What you need to do:
Look for "onto" in the records and copy every line that has it.

Extracted material:
•••••

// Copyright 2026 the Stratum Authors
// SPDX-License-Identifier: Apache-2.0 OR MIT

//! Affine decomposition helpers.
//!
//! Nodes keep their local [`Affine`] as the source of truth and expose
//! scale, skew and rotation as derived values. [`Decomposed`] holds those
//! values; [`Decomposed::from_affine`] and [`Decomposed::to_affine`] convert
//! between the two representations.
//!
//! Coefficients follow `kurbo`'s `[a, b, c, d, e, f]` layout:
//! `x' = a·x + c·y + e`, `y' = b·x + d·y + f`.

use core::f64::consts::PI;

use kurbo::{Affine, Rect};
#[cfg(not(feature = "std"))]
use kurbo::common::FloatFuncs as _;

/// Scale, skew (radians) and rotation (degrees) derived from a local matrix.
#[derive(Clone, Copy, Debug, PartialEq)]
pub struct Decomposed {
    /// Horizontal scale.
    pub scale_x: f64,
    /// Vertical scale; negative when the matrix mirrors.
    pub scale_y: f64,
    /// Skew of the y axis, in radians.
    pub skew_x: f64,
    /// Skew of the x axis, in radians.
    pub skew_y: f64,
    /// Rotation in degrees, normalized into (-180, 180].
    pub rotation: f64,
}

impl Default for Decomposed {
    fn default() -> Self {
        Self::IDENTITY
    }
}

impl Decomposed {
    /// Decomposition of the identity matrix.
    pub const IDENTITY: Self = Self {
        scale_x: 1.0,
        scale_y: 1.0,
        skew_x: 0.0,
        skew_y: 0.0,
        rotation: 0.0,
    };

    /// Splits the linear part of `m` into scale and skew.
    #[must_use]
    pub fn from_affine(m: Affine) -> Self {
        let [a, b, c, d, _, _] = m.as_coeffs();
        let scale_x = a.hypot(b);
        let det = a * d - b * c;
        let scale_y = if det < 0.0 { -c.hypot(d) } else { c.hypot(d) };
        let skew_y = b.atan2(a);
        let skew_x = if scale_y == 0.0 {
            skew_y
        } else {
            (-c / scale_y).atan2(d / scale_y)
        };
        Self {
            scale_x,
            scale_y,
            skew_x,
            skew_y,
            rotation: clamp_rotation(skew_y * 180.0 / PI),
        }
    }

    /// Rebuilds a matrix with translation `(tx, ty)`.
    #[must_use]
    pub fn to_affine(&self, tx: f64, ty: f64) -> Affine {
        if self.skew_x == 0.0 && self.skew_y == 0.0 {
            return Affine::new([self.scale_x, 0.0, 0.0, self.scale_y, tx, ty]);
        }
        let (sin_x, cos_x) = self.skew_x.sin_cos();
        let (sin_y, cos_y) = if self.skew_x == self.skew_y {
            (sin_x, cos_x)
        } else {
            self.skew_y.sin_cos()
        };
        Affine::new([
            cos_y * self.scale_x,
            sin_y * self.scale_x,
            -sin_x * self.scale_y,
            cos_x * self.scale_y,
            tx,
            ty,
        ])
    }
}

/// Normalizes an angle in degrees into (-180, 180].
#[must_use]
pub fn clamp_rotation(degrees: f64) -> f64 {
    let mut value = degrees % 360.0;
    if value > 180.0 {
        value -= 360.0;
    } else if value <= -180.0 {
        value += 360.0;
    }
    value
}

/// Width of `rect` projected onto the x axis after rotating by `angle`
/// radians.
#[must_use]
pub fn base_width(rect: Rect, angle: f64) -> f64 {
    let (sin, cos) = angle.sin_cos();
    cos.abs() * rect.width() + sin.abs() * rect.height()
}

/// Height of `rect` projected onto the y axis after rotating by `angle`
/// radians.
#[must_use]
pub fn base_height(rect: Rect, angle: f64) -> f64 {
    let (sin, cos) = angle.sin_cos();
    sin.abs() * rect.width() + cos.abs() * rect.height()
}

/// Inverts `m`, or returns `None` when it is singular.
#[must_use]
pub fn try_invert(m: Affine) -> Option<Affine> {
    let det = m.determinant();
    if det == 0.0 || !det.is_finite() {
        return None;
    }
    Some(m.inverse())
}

•••••

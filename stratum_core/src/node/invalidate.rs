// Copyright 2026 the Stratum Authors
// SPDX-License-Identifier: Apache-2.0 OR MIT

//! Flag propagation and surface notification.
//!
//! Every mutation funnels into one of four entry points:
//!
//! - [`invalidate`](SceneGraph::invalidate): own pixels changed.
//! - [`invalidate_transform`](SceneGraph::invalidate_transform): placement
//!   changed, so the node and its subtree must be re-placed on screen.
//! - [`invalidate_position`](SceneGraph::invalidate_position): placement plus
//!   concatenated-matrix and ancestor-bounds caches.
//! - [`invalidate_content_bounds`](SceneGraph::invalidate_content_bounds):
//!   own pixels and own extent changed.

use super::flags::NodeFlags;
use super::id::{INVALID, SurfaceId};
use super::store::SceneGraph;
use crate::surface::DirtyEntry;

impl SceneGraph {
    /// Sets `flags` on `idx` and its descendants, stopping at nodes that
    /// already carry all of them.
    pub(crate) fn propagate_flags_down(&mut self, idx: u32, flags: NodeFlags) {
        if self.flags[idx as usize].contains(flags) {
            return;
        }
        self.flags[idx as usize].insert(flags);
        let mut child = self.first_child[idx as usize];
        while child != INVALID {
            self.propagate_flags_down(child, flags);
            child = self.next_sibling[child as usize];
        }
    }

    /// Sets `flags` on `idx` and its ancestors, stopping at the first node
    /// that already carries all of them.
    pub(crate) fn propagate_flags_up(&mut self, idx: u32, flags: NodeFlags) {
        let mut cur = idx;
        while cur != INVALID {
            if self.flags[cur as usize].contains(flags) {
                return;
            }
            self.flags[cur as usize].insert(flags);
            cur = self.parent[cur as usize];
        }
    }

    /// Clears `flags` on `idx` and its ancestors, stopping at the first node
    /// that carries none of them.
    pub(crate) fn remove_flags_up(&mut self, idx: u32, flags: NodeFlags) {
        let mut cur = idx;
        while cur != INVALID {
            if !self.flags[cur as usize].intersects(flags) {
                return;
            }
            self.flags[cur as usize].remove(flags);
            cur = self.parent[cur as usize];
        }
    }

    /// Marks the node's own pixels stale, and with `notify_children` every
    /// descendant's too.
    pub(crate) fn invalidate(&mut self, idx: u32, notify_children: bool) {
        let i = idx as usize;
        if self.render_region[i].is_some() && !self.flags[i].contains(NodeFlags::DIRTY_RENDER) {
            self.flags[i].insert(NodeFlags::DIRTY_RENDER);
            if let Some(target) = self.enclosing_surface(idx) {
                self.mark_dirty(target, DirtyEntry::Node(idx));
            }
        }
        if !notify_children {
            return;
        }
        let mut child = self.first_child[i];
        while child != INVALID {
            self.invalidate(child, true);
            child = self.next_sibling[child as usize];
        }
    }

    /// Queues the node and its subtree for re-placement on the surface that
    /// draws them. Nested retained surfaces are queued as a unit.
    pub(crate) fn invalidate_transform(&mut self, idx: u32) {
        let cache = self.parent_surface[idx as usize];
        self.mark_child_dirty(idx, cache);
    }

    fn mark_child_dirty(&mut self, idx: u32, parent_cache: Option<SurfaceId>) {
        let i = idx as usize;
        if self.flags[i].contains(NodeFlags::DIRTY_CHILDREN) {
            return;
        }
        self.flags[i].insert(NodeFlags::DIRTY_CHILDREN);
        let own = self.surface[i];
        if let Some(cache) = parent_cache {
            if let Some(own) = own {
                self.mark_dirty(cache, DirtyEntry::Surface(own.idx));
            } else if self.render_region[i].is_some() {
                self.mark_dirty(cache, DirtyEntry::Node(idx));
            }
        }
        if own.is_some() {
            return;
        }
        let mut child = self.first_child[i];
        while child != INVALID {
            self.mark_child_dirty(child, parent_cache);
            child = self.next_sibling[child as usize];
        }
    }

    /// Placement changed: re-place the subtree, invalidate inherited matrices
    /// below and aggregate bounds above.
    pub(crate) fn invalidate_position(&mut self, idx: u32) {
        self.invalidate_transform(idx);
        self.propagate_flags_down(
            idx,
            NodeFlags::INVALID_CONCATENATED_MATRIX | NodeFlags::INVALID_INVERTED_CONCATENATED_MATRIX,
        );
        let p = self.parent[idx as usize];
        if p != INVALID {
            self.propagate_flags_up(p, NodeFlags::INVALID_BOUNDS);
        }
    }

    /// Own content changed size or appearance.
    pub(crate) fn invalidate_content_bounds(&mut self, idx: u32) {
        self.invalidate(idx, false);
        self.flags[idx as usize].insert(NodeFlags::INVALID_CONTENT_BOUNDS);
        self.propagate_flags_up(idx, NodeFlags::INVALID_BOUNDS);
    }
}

•••••

Solution to this exercise:
/// Width of `rect` projected onto the x axis after rotating by `angle`
/// Height of `rect` projected onto the y axis after rotating by `angle`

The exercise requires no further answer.